======== Material for this exercise ========
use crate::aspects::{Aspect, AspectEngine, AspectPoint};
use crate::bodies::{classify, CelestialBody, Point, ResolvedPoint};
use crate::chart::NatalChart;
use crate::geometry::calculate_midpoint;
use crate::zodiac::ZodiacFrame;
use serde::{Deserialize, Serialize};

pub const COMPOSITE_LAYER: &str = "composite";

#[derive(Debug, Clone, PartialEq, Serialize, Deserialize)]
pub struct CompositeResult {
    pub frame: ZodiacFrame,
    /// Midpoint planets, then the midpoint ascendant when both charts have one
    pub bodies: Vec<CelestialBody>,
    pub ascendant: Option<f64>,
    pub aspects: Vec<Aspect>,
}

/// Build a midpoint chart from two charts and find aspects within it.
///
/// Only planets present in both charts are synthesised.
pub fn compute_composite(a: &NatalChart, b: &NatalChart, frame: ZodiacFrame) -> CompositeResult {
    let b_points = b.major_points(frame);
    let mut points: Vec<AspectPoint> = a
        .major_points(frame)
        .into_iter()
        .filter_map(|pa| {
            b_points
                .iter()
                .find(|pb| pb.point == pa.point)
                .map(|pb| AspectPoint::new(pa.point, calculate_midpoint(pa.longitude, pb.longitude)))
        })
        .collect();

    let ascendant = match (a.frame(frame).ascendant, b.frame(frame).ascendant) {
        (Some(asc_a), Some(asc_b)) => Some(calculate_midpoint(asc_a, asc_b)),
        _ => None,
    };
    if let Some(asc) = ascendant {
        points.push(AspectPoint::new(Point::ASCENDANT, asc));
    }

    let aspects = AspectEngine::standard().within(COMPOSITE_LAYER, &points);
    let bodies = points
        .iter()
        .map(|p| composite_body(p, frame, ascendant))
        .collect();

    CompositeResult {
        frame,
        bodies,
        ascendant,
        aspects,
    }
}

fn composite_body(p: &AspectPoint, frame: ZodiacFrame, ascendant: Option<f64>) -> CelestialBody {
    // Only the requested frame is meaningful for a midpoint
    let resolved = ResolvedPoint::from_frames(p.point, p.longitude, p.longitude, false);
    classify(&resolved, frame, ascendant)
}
========
_Work to complete:_ When a line of the records includes "longitude", that line belongs in the answer.

_Response to the exercise:_
                .map(|pb| AspectPoint::new(pa.point, calculate_midpoint(pa.longitude, pb.longitude)))
    let resolved = ResolvedPoint::from_frames(p.point, p.longitude, p.longitude, false);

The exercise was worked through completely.